Success was measured not by what a learner can do with knowledge, but by how
much of it can be reproduced in a three-hour exam.
The new education policy introduced
five years ago [NEP 2020] marks an important conceptual shift. At least on
paper, it raises a radical question: What should a learner actually be
capable of doing at the end of schooling?
Competency-based learning shifts the
focus of education from accumulation of facts to acquisition of skills.
A competency is not a
topic completed or a chapter taught, but a demonstrable combination of
knowledge, skills, attitudes, and values.
This approach is a paradigm shift or
a quantum leap.
Very little has changed in our
schools in the last five years after NEP was put into practice because such changes
take time.
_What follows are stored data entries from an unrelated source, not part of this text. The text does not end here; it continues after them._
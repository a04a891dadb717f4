//! Async frame I/O: moves `Carrier`s across any byte stream.
//!
//! The encoding lives in `floodmesh_core::wire`; this module only deals with
//! pulling exactly one frame off a stream and pushing one onto it.

use tokio::io::{AsyncRead, AsyncReadExt, AsyncWrite, AsyncWriteExt};

use floodmesh_core::wire::{self, WireError, FRAME_PREFIX_LEN};
use floodmesh_core::Carrier;

#[derive(Debug, thiserror::Error)]
pub enum FrameError {
    /// The transport failed or closed mid-frame. Nothing more can be read.
    #[error("transport error: {0}")]
    Io(#[from] std::io::Error),

    /// A complete frame arrived but its contents were invalid. The stream is
    /// still aligned on the next frame.
    #[error("malformed frame: {0}")]
    Wire(#[from] WireError),
}

impl FrameError {
    /// Whether the stream is unusable after this error.
    pub fn is_terminal(&self) -> bool {
        matches!(self, FrameError::Io(_))
    }
}

/// Read one carrier.
///
/// Returns `Ok(None)` when the stream ends cleanly on a frame boundary.
/// Oversized frames are drained from the stream before the error is
/// returned so the next call starts on a fresh frame.
pub async fn read_carrier<R>(reader: &mut R) -> Result<Option<Carrier>, FrameError>
where
    R: AsyncRead + Unpin,
{
    let mut prefix = [0u8; FRAME_PREFIX_LEN];
    if reader.read(&mut prefix[..1]).await? == 0 {
        return Ok(None);
    }
    reader.read_exact(&mut prefix[1..]).await?;

    let declared = match wire::frame_len(prefix) {
        Ok(len) => len,
        Err(e) => {
            let skip = u64::from(u32::from_be_bytes(prefix));
            let drained =
                tokio::io::copy(&mut (&mut *reader).take(skip), &mut tokio::io::sink()).await?;
            if drained < skip {
                return Err(std::io::Error::from(std::io::ErrorKind::UnexpectedEof).into());
            }
            return Err(e.into());
        }
    };

    let mut body = vec![0u8; declared];
    reader.read_exact(&mut body).await?;
    tracing::trace!(bytes = declared, "frame read");
    Ok(Some(wire::decode_frame(&body)?))
}

/// Write one carrier and flush.
pub async fn write_carrier<W>(writer: &mut W, carrier: &Carrier) -> Result<(), FrameError>
where
    W: AsyncWrite + Unpin,
{
    let frame = wire::encode_carrier(carrier)?;
    writer.write_all(&frame).await?;
    writer.flush().await?;
    tracing::trace!(bytes = frame.len(), "frame written");
    Ok(())
}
Secondly, most of our schools are not equipped for the major changes
and many of our teachers are yet to realise the ultimate objective of the framework
change or its nitty-gritty.
Let me take my own subject, English, as an example.
To say a student “knows English” is
vague. To say a student can listen attentively, express ideas clearly,
negotiate meaning, and respond appropriately in real-life contexts using
English – that is competency in English.
NEP claims to demand a substantial shift:
·
from learning to conceptual understanding
·
from content=heavy curricula to skill-based education
·
from summative exams to formative assessment
But little, too little, has been achieved in this
regard though almost half a decade has passed after NEP 2020 was implemented.
In many classrooms, competency is
still reduced to a checklist:
ü projects done
ü activities concluded
ü outcomes recorded in
lesson plans and other documents
Genuine competency cannot be hurried or simulated. It
requires time for practice, room for error, meaningful feedback, and, very
important, trust in the learner’s pace.
When a syllabus must be “finished,”
competencies become decorative words in policy documents.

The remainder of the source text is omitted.